Easy you say, that's the same as parameterizing. But think about it! Restricting the number of linking fields to 9 is one thing, but the number of browse columns? We would have to go up to 100 just to avoid getting shot by the alpha testers! On the other hand if only I could get the LOOP N Times code from Listing 6 to compile then this really would be so easy.

(Some of you may think we could use the :=: syntax to move across the corresponding fields. In general that doesn't work because it doesn't allow for browse columns defined by local variables. It also suffers if you have two files in the browse with clashing field names).

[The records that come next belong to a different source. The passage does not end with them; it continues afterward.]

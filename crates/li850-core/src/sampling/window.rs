use super::Sample;

/// Number of readings kept per channel during a measurement session.
pub const WINDOW_CAPACITY: usize = 20;

/// Fewest readings for which a slope is reported; below this the slope is 0.
pub const MIN_SLOPE_SAMPLES: usize = 6;

/// Fixed-capacity FIFO of the most recent readings of one channel.
///
/// Backed by an array used as a ring: `head` indexes the oldest reading and
/// the next write goes to `(head + len) % N`. Pushing into a full window
/// overwrites the oldest reading.
#[derive(Debug, Clone)]
pub struct SlidingWindow<const N: usize> {
    buffer: [f32; N],
    head: usize,
    len: usize,
}

impl<const N: usize> SlidingWindow<N> {
    pub const fn new() -> Self {
        Self {
            buffer: [0.0; N],
            head: 0,
            len: 0,
        }
    }

    pub const fn capacity(&self) -> usize {
        N
    }

    pub const fn len(&self) -> usize {
        self.len
    }

    pub const fn is_empty(&self) -> bool {
        self.len == 0
    }

    /// Append `value`, evicting the oldest reading when full.
    pub fn push(&mut self, value: f32) {
        if N == 0 {
            return;
        }

        if self.len == N {
            self.buffer[self.head] = value;
            self.head = (self.head + 1) % N;
        } else {
            self.buffer[(self.head + self.len) % N] = value;
            self.len += 1;
        }
    }

    pub fn clear(&mut self) {
        self.head = 0;
        self.len = 0;
    }

    /// Readings from oldest to newest.
    pub fn iter(&self) -> impl Iterator<Item = f32> + '_ {
        (0..self.len).map(move |i| self.buffer[(self.head + i) % N])
    }

    pub fn oldest(&self) -> Option<f32> {
        (self.len > 0).then(|| self.buffer[self.head])
    }

    pub fn newest(&self) -> Option<f32> {
        (self.len > 0).then(|| self.buffer[(self.head + self.len - 1) % N])
    }

    /// Average rate of change per minute, for readings `timestep_secs` apart.
    ///
    /// Sums the first differences of the stored readings, divides by the
    /// number of stored readings and scales to one minute. Returns 0 while
    /// fewer than [`MIN_SLOPE_SAMPLES`] readings are stored.
    pub fn slope(&self, timestep_secs: f32) -> f32 {
        if self.len < MIN_SLOPE_SAMPLES || timestep_secs <= 0.0 {
            return 0.0;
        }

        // The sum of consecutive differences telescopes to newest - oldest.
        let (Some(oldest), Some(newest)) = (self.oldest(), self.newest()) else {
            return 0.0;
        };
        let mean_step = (newest - oldest) / self.len as f32;

        mean_step * 60.0 / timestep_secs
    }
}

impl<const N: usize> Default for SlidingWindow<N> {
    fn default() -> Self {
        Self::new()
    }
}

/// Slope estimates for both channels, per minute.
#[derive(Debug, Clone, Copy, PartialEq, Default)]
pub struct Slopes {
    pub co2_per_min: f32,
    pub h2o_per_min: f32,
}

/// The CO2 and H2O windows of one measurement session.
#[derive(Debug, Clone, Default)]
pub struct ChannelWindows<const N: usize> {
    pub co2: SlidingWindow<N>,
    pub h2o: SlidingWindow<N>,
}

impl<const N: usize> ChannelWindows<N> {
    pub const fn new() -> Self {
        Self {
            co2: SlidingWindow::new(),
            h2o: SlidingWindow::new(),
        }
    }

    pub fn push(&mut self, sample: &Sample) {
        self.co2.push(sample.co2_ppm);
        self.h2o.push(sample.h2o_mmol_per_mol);
    }

    pub fn clear(&mut self) {
        self.co2.clear();
        self.h2o.clear();
    }

    pub fn slopes(&self, timestep_secs: f32) -> Slopes {
        Slopes {
            co2_per_min: self.co2.slope(timestep_secs),
            h2o_per_min: self.h2o.slope(timestep_secs),
        }
    }
}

In my opinion it was this problem that killed the CDD browse engine. Because the engine had to call back to the main code so frequently to do almost anything (and they didn't have the virtual mechanism to clean things up) the code because almost impenetrable. So the engine died, the inline browse appeared, and the browse procedure became our main bugbear for over five years

What's The Real Requirement?

The job then becomes one of defining what it actually is about the LOOP N Times code that will solve the problem. I think it comes down to the following :

I need to be able to pass around a list of one or more field pairs which can then be manipulated as a single entity.

Think about those last two words; they are the key. If I can embody the LOOP N Times into a single line of code then I have the problem cracked.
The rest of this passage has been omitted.